→ **Work task**
Show only those lines of the entries where the string "Coarse" is found.
START Information given
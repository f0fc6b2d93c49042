//! Argument Values
//!
//! Typed representation of the literals a case passes to a benchmark method,
//! plus the parameter types a method declares for them.

use serde::{Deserialize, Serialize};
use std::fmt;

/// A decoded argument literal.
///
/// `Null` is its own variant so a `null` argument can be passed to a nullable
/// parameter. An empty `Array` is distinct from `Null`.
#[derive(Debug, Clone, PartialEq, Serialize, Deserialize)]
#[serde(tag = "kind", content = "value", rename_all = "lowercase")]
pub enum ArgValue {
    /// Signed decimal integer
    Integer(i64),
    /// Floating literal (always written with a `.`)
    Double(f64),
    /// `true` / `false`
    Boolean(bool),
    /// Single-quoted character
    Char(char),
    /// Double-quoted string
    #[serde(rename = "string")]
    Str(String),
    /// The literal `null`
    Null,
    /// Homogeneous, ordered sequence
    Array(Vec<ArgValue>),
}

/// Coarse kind of a value, used for array homogeneity and diagnostics.
#[derive(Debug, Clone, Copy, PartialEq, Eq)]
pub enum ValueKind {
    /// `42`
    Integer,
    /// `1.5`
    Double,
    /// `true`
    Boolean,
    /// `'a'`
    Char,
    /// `"abc"`
    Str,
    /// `null`
    Null,
    /// `[I: 1, 2]`
    Array,
}

impl ValueKind {
    /// Whether `null` may stand in for a value of this kind.
    pub fn is_reference(self) -> bool {
        matches!(self, ValueKind::Str | ValueKind::Array | ValueKind::Null)
    }

    /// Name used in diagnostics.
    pub fn name(self) -> &'static str {
        match self {
            ValueKind::Integer => "integer",
            ValueKind::Double => "double",
            ValueKind::Boolean => "boolean",
            ValueKind::Char => "char",
            ValueKind::Str => "string",
            ValueKind::Null => "null",
            ValueKind::Array => "array",
        }
    }
}

impl ArgValue {
    /// Coarse kind of this value.
    pub fn kind(&self) -> ValueKind {
        match self {
            ArgValue::Integer(_) => ValueKind::Integer,
            ArgValue::Double(_) => ValueKind::Double,
            ArgValue::Boolean(_) => ValueKind::Boolean,
            ArgValue::Char(_) => ValueKind::Char,
            ArgValue::Str(_) => ValueKind::Str,
            ArgValue::Null => ValueKind::Null,
            ArgValue::Array(_) => ValueKind::Array,
        }
    }

    /// Whether this is the `null` literal.
    pub fn is_null(&self) -> bool {
        matches!(self, ArgValue::Null)
    }

    /// Render a whole argument vector as `(a, b, c)`.
    pub fn format_list(values: &[ArgValue]) -> String {
        let inner: Vec<String> = values.iter().map(|v| v.to_string()).collect();
        format!("({})", inner.join(", "))
    }
}

impl fmt::Display for ArgValue {
    /// Canonical literal text, re-parseable by the case grammar.
    fn fmt(&self, f: &mut fmt::Formatter<'_>) -> fmt::Result {
        match self {
            ArgValue::Integer(v) => write!(f, "{}", v),
            ArgValue::Double(v) => {
                let text = v.to_string();
                if text.contains('.') {
                    f.write_str(&text)
                } else {
                    write!(f, "{}.0", text)
                }
            }
            ArgValue::Boolean(v) => write!(f, "{}", v),
            ArgValue::Char(c) => write!(f, "'{}'", c),
            ArgValue::Str(s) => write!(f, "\"{}\"", s),
            ArgValue::Null => f.write_str("null"),
            ArgValue::Array(items) => {
                f.write_str("[")?;
                for (i, item) in items.iter().enumerate() {
                    if i > 0 {
                        f.write_str(", ")?;
                    }
                    write!(f, "{}", item)?;
                }
                f.write_str("]")
            }
        }
    }
}

/// Declared type of a benchmark parameter.
#[derive(Debug, Clone, PartialEq, Eq, Serialize, Deserialize)]
pub enum ParamType {
    /// 32-bit integer
    Int,
    /// 64-bit integer
    Long,
    /// 64-bit float
    Double,
    /// `true` or `false`
    Boolean,
    /// Unicode scalar
    Char,
    /// Non-null string
    Str,
    /// Sequence of the element type
    Array(Box<ParamType>),
    /// Accepts `null` as well as the inner type
    Nullable(Box<ParamType>),
}

impl ParamType {
    /// Shallow check that `value` could bind to this type.
    ///
    /// Range checks (e.g. an integer literal outside `i32`) happen at binding time.
    pub fn accepts(&self, value: &ArgValue) -> bool {
        match (self, value) {
            (ParamType::Nullable(_), ArgValue::Null) => true,
            (ParamType::Nullable(inner), other) => inner.accepts(other),
            (ParamType::Int | ParamType::Long, ArgValue::Integer(_)) => true,
            (ParamType::Double, ArgValue::Double(_)) => true,
            (ParamType::Boolean, ArgValue::Boolean(_)) => true,
            (ParamType::Char, ArgValue::Char(_)) => true,
            (ParamType::Str, ArgValue::Str(_)) => true,
            (ParamType::Array(elem), ArgValue::Array(items)) => {
                items.iter().all(|item| elem.accepts(item))
            }
            _ => false,
        }
    }
}

impl fmt::Display for ParamType {
    fn fmt(&self, f: &mut fmt::Formatter<'_>) -> fmt::Result {
        match self {
            ParamType::Int => f.write_str("int"),
            ParamType::Long => f.write_str("long"),
            ParamType::Double => f.write_str("double"),
            ParamType::Boolean => f.write_str("boolean"),
            ParamType::Char => f.write_str("char"),
            ParamType::Str => f.write_str("string"),
            ParamType::Array(elem) => write!(f, "{}[]", elem),
            ParamType::Nullable(inner) => write!(f, "{}?", inner),
        }
    }
}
END Information given
→ **Task solution**
/// Coarse kind of a value, used for array homogeneity and diagnostics.
    /// Coarse kind of this value.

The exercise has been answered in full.